A stable currency and sustained spending will prop up the slowing economy.
Singapore GDP growth is set to pick up in Q2 after a dismal start to the year which saw the economy grew by an estimated 1.3% in Q1, according to Fitch Solutions.
The city's broadly stable currency is expected to lend support to the weakening external sector over the coming months especially as the Monetary Authority of Singapore (MAS) has decided to stand pat on monetary policy by keeping the slope, width and centre of policy bands unchanged in its April meeting.
“As such the Singapore dollar’s nominal effective exchange rate (S$NEER) is unlikely to appreciate sharply as it is already trading close to its upper band. The stabilisation of the currency will be a relief for Singaporean exporters as it remains fairly valued at current levels,” Fitch Solutions said in a report.
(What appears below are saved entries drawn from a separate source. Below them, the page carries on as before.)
use std::collections::BTreeMap;

use anyhow::{Result, bail, ensure};
use bytes::{Buf, BufMut, BytesMut};
use serde::de::DeserializeOwned;
use serde::{Deserialize, Serialize};

const MAGIC: &[u8; 5] = b"TEAMS";
const WIRE_VERSION: u8 = 1;
/// `TEAMS` + version + type + flags(u16) + length(u32).
const HEADER_SIZE: usize = MAGIC.len() + 1 + 1 + 2 + 4;
/// Largest payload a peer may announce; anything bigger closes the connection.
pub const MAX_PAYLOAD: usize = 1 << 20;

/// Metadata key carrying the caller's bearer token.
pub const AUTHORIZATION_KEY: &str = "authorization";
const BEARER_PREFIX: &str = "Bearer ";

/// Kind of a frame on the wire.
#[derive(Debug, Clone, Copy, PartialEq, Eq)]
#[repr(u8)]
pub enum MessageType {
    Call = 0x01,
    Reply = 0x02,
    Error = 0x7F,
}

impl TryFrom<u8> for MessageType {
    type Error = anyhow::Error;

    fn try_from(code: u8) -> Result<Self> {
        Ok(match code {
            0x01 => Self::Call,
            0x02 => Self::Reply,
            0x7F => Self::Error,
            unknown => bail!("unknown message type 0x{unknown:02X}"),
        })
    }
}

impl From<MessageType> for u8 {
    fn from(kind: MessageType) -> Self {
        kind as Self
    }
}

#[derive(Debug, Clone, PartialEq, Eq)]
pub struct Header {
    pub version: u8,
    pub msg_type: MessageType,
    /// Always zero for now.
    pub flags: u16,
    pub payload_length: u32,
}

impl Header {
    /// Parses the fixed-size header at the start of `bytes`, which must hold
    /// at least `HEADER_SIZE` bytes.
    fn parse(mut bytes: &[u8]) -> Result<Self> {
        ensure!(bytes.starts_with(MAGIC), "bad magic, not a teamserver frame");
        bytes.advance(MAGIC.len());

        let version = bytes.get_u8();
        ensure!(
            version == WIRE_VERSION,
            "unsupported version {version} (this build speaks {WIRE_VERSION})"
        );
        let msg_type = MessageType::try_from(bytes.get_u8())?;
        let flags = bytes.get_u16();
        let payload_length = bytes.get_u32();
        ensure!(
            payload_length as usize <= MAX_PAYLOAD,
            "payload too large: peer announced {payload_length} bytes, limit is {MAX_PAYLOAD}"
        );

        Ok(Self {
            version,
            msg_type,
            flags,
            payload_length,
        })
    }
}

#[derive(Debug, Clone, PartialEq, Eq)]
pub struct Frame {
    pub header: Header,
    pub payload: Vec<u8>,
}

/// Pops the next complete frame off the front of `buf`.
///
/// `Ok(None)` means more bytes are needed; `buf` is not modified in that
/// case. The header is validated as soon as it is buffered, so a hostile
/// length is rejected before its payload arrives.
///
/// # Errors
///
/// Fails on a bad magic, an unknown version or message type, or an oversized
/// payload. The stream cannot be resynchronised after that.
pub fn try_decode_frame(buf: &mut BytesMut) -> Result<Option<Frame>> {
    if buf.len() < HEADER_SIZE {
        return Ok(None);
    }
    let header = Header::parse(&buf[..HEADER_SIZE])?;
    let frame_len = HEADER_SIZE + header.payload_length as usize;
    if buf.len() < frame_len {
        return Ok(None);
    }

    let mut raw = buf.split_to(frame_len);
    raw.advance(HEADER_SIZE);
    Ok(Some(Frame {
        header,
        payload: raw.to_vec(),
    }))
}

/// Appends one frame carrying `payload` to `buf`.
pub fn encode_frame(msg_type: MessageType, payload: &[u8], buf: &mut BytesMut) {
    debug_assert!(payload.len() <= MAX_PAYLOAD);
    buf.reserve(HEADER_SIZE + payload.len());
    buf.put_slice(MAGIC);
    buf.put_u8(WIRE_VERSION);
    buf.put_u8(msg_type.into());
    buf.put_u16(0);
    #[allow(clippy::cast_possible_truncation)] // capped at MAX_PAYLOAD
    buf.put_u32(payload.len() as u32);
    buf.put_slice(payload);
}

#[must_use]
pub fn encode_frame_to_bytes(msg_type: MessageType, payload: &[u8]) -> BytesMut {
    let mut buf = BytesMut::new();
    encode_frame(msg_type, payload, &mut buf);
    buf
}

/// Body of a `Call` frame.
#[derive(Debug, Clone, PartialEq, Serialize, Deserialize)]
pub struct CallPayload {
    pub id: u64,
    pub method: String,
    #[serde(default)]
    pub metadata: BTreeMap<String, String>,
    #[serde(default)]
    pub body: serde_json::Value,
}

/// Body of a `Reply` frame; `id` echoes the call it answers.
#[derive(Debug, Clone, PartialEq, Serialize, Deserialize)]
pub struct ReplyPayload {
    pub id: u64,
    #[serde(default)]
    pub body: serde_json::Value,
}

/// Body of an `Error` frame. `id` is 0 when the failure is not tied to a call.
#[derive(Debug, Clone, PartialEq, Eq, Serialize, Deserialize)]
pub struct ErrorPayload {
    pub id: u64,
    pub code: String,
    pub message: String,
}

/// Values of [`ErrorPayload::code`].
pub mod codes {
    pub const UNAUTHENTICATED: &str = "unauthenticated";
    pub const NOT_FOUND: &str = "not_found";
    pub const INVALID_ARGUMENT: &str = "invalid_argument";
    pub const INTERNAL: &str = "internal";
}

/// Builds call metadata carrying `authorization: Bearer <token>`.
#[must_use]
pub fn bearer_metadata(token: &str) -> BTreeMap<String, String> {
    BTreeMap::from([(AUTHORIZATION_KEY.to_string(), format!("{BEARER_PREFIX}{token}"))])
}

/// Extracts the bearer token from call metadata, if well-formed.
#[must_use]
pub fn bearer_token(metadata: &BTreeMap<String, String>) -> Option<&str> {
    metadata
        .get(AUTHORIZATION_KEY)
        .and_then(|value| value.strip_prefix(BEARER_PREFIX))
        .map(str::trim)
        .filter(|token| !token.is_empty())
}

/// Serializes `payload` as JSON and wraps it in a frame.
///
/// # Errors
///
/// Fails when serialization fails or the JSON exceeds [`MAX_PAYLOAD`].
pub fn encode_payload_frame<T: Serialize>(msg_type: MessageType, payload: &T) -> Result<BytesMut> {
    let json = serde_json::to_vec(payload)?;
    ensure!(
        json.len() <= MAX_PAYLOAD,
        "payload too large: {} bytes, limit is {MAX_PAYLOAD}",
        json.len()
    );
    Ok(encode_frame_to_bytes(msg_type, &json))
}

/// # Errors
///
/// Fails when `payload` is not JSON of the shape `T`.
pub fn decode_payload<T: DeserializeOwned>(payload: &[u8]) -> Result<T> {
    Ok(serde_json::from_slice(payload)?)
}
With the Fed turning dovish, SOR and SIBOR should also remain stable which will provide a boost to the construction sector which witnessed the first quarter of positive growth (1.4%) in Q1 following ten straight quarters of decline.
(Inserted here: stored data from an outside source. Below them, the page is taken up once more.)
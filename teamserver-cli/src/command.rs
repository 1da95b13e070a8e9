use std::path::{Path, PathBuf};

use anyhow::{Context, Result};
use tracing::info;

use teamserver_core::fs::write_atomic;
use teamserver_engine::certs::CaType;
use teamserver_engine::{Client, Server};

use crate::ui::{print_banner, print_entries, print_users};

/// Handles `daemon`: flags override the `daemon` section of the server
/// config.
pub async fn daemon(
    server: &Server,
    host: Option<String>,
    port: Option<u16>,
    continue_on_error: bool,
) -> Result<()> {
    let defaults = server.daemon_config()?;
    let host = host.unwrap_or(defaults.host);
    let port = port.unwrap_or(defaults.port);

    print_banner(server.app(), &host, port, server.paths().root());
    server.serve_daemon(&host, port, continue_on_error).await?;
    Ok(())
}

pub fn user_add(server: &Server, name: &str, host: &str, port: Option<u16>, out: &Path) -> Result<()> {
    let port = match port {
        Some(port) => port,
        None => server.daemon_config()?.port,
    };
    let descriptor = server.user_create(name, host, port)?;
    let path = descriptor
        .save_in(out)
        .with_context(|| format!("failed to write descriptor to {}", out.display()))?;
    println!("Wrote connection descriptor for {name} to {}", path.display());
    println!("Keep it private: it holds the user's key and token.");
    Ok(())
}

pub fn user_rm(server: &Server, name: &str) -> Result<()> {
    server.user_delete(name)?;
    println!("Deleted user {name}");
    Ok(())
}

pub fn user_list(server: &Server) -> Result<()> {
    print_users(&server.users()?);
    Ok(())
}

pub fn ca_export(server: &Server, ca_type: &str, out: &Path) -> Result<()> {
    let ca_type = CaType::new(ca_type)?;
    let ca = server.export_ca(&ca_type)?;
    let stem = format!("{}_{}", server.app(), ca_type);

    let cert_path = out.join(format!("{stem}-ca-cert.pem"));
    let key_path = out.join(format!("{stem}-ca-key.pem"));
    write_atomic(&cert_path, ca.cert_pem.as_bytes())?;
    write_atomic(&key_path, ca.key_pem.as_bytes())?;

    info!(ca_type = %ca_type, "Authority exported");
    println!("{}", cert_path.display());
    println!("{}", key_path.display());
    Ok(())
}

pub fn ca_import(server: &Server, ca_type: &str, cert: &Path, key: &Path) -> Result<()> {
    let ca_type = CaType::new(ca_type)?;
    let cert_pem =
        std::fs::read_to_string(cert).with_context(|| format!("failed to read {}", cert.display()))?;
    let key_pem =
        std::fs::read_to_string(key).with_context(|| format!("failed to read {}", key.display()))?;
    server.import_ca(&ca_type, &cert_pem, &key_pem)?;
    println!("Imported {ca_type} authority; reissue user descriptors signed by the old one.");
    Ok(())
}

pub fn listener_add(server: &Server, host: &str, port: u16) -> Result<()> {
    let entry = server.add_persistent_listener(host, port)?;
    println!("Recorded persistent listener {} on {host}:{port}", entry.id);
    Ok(())
}

pub fn listener_rm(server: &Server, id: u32) -> Result<()> {
    server.remove_persistent(id)?;
    println!("Removed persistent listener {id}");
    Ok(())
}

pub fn listener_list(server: &Server) -> Result<()> {
    print_entries(&server.persistent_listeners()?);
    Ok(())
}

/// Handles `client users`: connects with `config` or the configured
/// descriptors, prompting when several exist.
pub async fn client_users(app: &str, config: Option<PathBuf>) -> Result<()> {
    let mut builder = Client::builder(app);
    if let Some(path) = config {
        builder = builder.descriptor_path(path);
    }
    let client = builder.build();

    let users = client.users().await.context("failed to query the team server")?;
    print_users(&users);
    client.close().await?;
    Ok(())
}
Moreover, the fiscal stimuli unveiled during the budget address in February will also help in strengthening domestic demand following the government’s generous transfers to citizens.
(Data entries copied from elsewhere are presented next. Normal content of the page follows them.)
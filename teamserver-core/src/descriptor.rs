//! Client connection descriptors.
//!
//! A descriptor is everything a remote client needs to reach and
//! authenticate to a team server: address, bearer token, the authority to
//! trust and the client leaf to present. It is written once at user
//! issuance and never modified afterwards.

use std::path::{Path, PathBuf};

use serde::{Deserialize, Serialize};

use crate::error::{Error, Result};
use crate::tls::CertKeyPair;

/// File suffix of descriptors stored in a client config directory.
pub const DESCRIPTOR_SUFFIX: &str = ".teamclient.cfg";

#[derive(Debug, Clone, PartialEq, Eq, Serialize, Deserialize)]
pub struct ConnectionDescriptor {
    pub user: String,
    pub host: String,
    pub port: u16,
    pub token: String,
    pub ca_certificate: String,
    pub private_key: String,
    pub certificate: String,
}

impl ConnectionDescriptor {
    /// `host:port` suitable for socket address resolution.
    #[must_use]
    pub fn address(&self) -> String {
        if self.host.contains(':') && !self.host.starts_with('[') {
            format!("[{}]:{}", self.host, self.port)
        } else {
            format!("{}:{}", self.host, self.port)
        }
    }

    /// Preferred file name: `<user>_<host>.teamclient.cfg`.
    #[must_use]
    pub fn file_name(&self) -> String {
        format!("{}_{}{DESCRIPTOR_SUFFIX}", self.user, self.host)
    }

    /// The client leaf certificate carried by this descriptor.
    #[must_use]
    pub fn client_identity(&self) -> CertKeyPair {
        CertKeyPair {
            cert_pem: self.certificate.clone(),
            key_pem: self.private_key.clone(),
        }
    }

    pub fn from_json(json: &str) -> Result<Self> {
        let descriptor: Self = serde_json::from_str(json)
            .map_err(|e| Error::Config(format!("invalid connection descriptor: {e}")))?;
        descriptor.validate()?;
        Ok(descriptor)
    }

    pub fn to_json(&self) -> Result<String> {
        Ok(serde_json::to_string_pretty(self)?)
    }

    pub fn load(path: &Path) -> Result<Self> {
        let json = std::fs::read_to_string(path).map_err(|e| {
            Error::Config(format!("failed to read descriptor {}: {e}", path.display()))
        })?;
        Self::from_json(&json)
    }

    /// Writes the descriptor into `dir` under [`Self::file_name`]. Earlier
    /// descriptors are never replaced: when the name is taken, a numbered
    /// name (`<user>_<host>_2.teamclient.cfg`, ...) is used instead.
    pub fn save_in(&self, dir: &Path) -> Result<PathBuf> {
        let json = self.to_json()?;
        let stem = format!("{}_{}", self.user, self.host);
        for n in 1..=MAX_NAME_ATTEMPTS {
            let name = if n == 1 {
                self.file_name()
            } else {
                format!("{stem}_{n}{DESCRIPTOR_SUFFIX}")
            };
            let path = dir.join(name);
            if create(&path, &json)? {
                return Ok(path);
            }
        }
        Err(Error::Config(format!(
            "too many descriptors named {stem} in {}",
            dir.display()
        )))
    }

    /// Writes the descriptor to `path`, which must not exist yet.
    pub fn save(&self, path: &Path) -> Result<()> {
        if create(path, &self.to_json()?)? {
            Ok(())
        } else {
            Err(Error::Config(format!(
                "descriptor {} already exists",
                path.display()
            )))
        }
    }

    fn validate(&self) -> Result<()> {
        let missing = [
            ("user", self.user.is_empty()),
            ("host", self.host.is_empty()),
            ("token", self.token.is_empty()),
            ("ca_certificate", self.ca_certificate.is_empty()),
            ("private_key", self.private_key.is_empty()),
            ("certificate", self.certificate.is_empty()),
        ];
        if let Some((field, _)) = missing.iter().find(|(_, empty)| *empty) {
            return Err(Error::Config(format!("descriptor field `{field}` is empty")));
        }
        if self.port == 0 {
            return Err(Error::Config("descriptor port must be non-zero".into()));
        }
        Ok(())
    }
}

const MAX_NAME_ATTEMPTS: u32 = 1000;

fn create(path: &Path, json: &str) -> Result<bool> {
    crate::fs::create_atomic(path, json.as_bytes()).map_err(|e| Error::Config(format!("{e:#}")))
}

/// Lists descriptor files in `dir`, sorted by path. A missing directory
/// yields an empty list.
pub fn list_descriptors(dir: &Path) -> Result<Vec<PathBuf>> {
    let entries = match std::fs::read_dir(dir) {
        Ok(entries) => entries,
        Err(e) if e.kind() == std::io::ErrorKind::NotFound => return Ok(Vec::new()),
        Err(e) => return Err(e.into()),
    };

    let mut paths = Vec::new();
    for entry in entries {
        let path = entry?.path();
        let is_descriptor = path
            .file_name()
            .and_then(|n| n.to_str())
            .is_some_and(|n| n.ends_with(DESCRIPTOR_SUFFIX));
        if is_descriptor && path.is_file() {
            paths.push(path);
        }
    }
    paths.sort();
    Ok(paths)
}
Also read: Retail sales up 7.6% to $4.2b in January
Beyond the broad range of support committed to the Merdaka Generation, finance minister Heng Swee Keat also announced handouts to the wider population which includes a $1.1b Bicentennial bonus that will be distributed in various forms.
“Given the expansionary fiscal plan, we forecast that Singapore will register a small fiscal deficit in FY2019/20, representing 0.4% of GDP, which will bode well for domestic consumption,” the report added.
Overall, however, the full-year forecast for the Singapore economy remains dismal with Fitch Solutions revising its real GDP growth forecast to 2.2% in 2019 from the previous 2.8%.